**Extracted records**
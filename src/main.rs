use eframe::egui;
use head_motion_viewer::app::HeadMotionApp;
use head_motion_viewer::config::ViewerConfig;

fn main() -> eframe::Result {
    env_logger::init();

    let config = ViewerConfig::load().unwrap_or_else(|e| {
        log::warn!("{e}; using default configuration");
        ViewerConfig::default()
    });

    let options = eframe::NativeOptions {
        viewport: egui::ViewportBuilder::default()
            .with_inner_size([1200.0, 900.0])
            .with_min_inner_size([700.0, 500.0]),
        ..Default::default()
    };

    eframe::run_native(
        "Head Motion – Displacement Viewer",
        options,
        Box::new(|cc| {
            let now = cc.egui_ctx.input(|i| i.time);
            Ok(Box::new(HeadMotionApp::new(config, now)))
        }),
    )
}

**Instructions to follow**
The lines from the one holding "let config = ViewerConfig::load().unwrap_or_else(|e|" to the end of the entries are to be repeated exactly, with both ends included and nothing else.

**Response below**
    let config = ViewerConfig::load().unwrap_or_else(|e| {
        log::warn!("{e}; using default configuration");
        ViewerConfig::default()
    });

    let options = eframe::NativeOptions {
        viewport: egui::ViewportBuilder::default()
            .with_inner_size([1200.0, 900.0])
            .with_min_inner_size([700.0, 500.0]),
        ..Default::default()
    };

    eframe::run_native(
        "Head Motion – Displacement Viewer",
        options,
        Box::new(|cc| {
            let now = cc.egui_ctx.input(|i| i.time);
            Ok(Box::new(HeadMotionApp::new(config, now)))
        }),
    )
}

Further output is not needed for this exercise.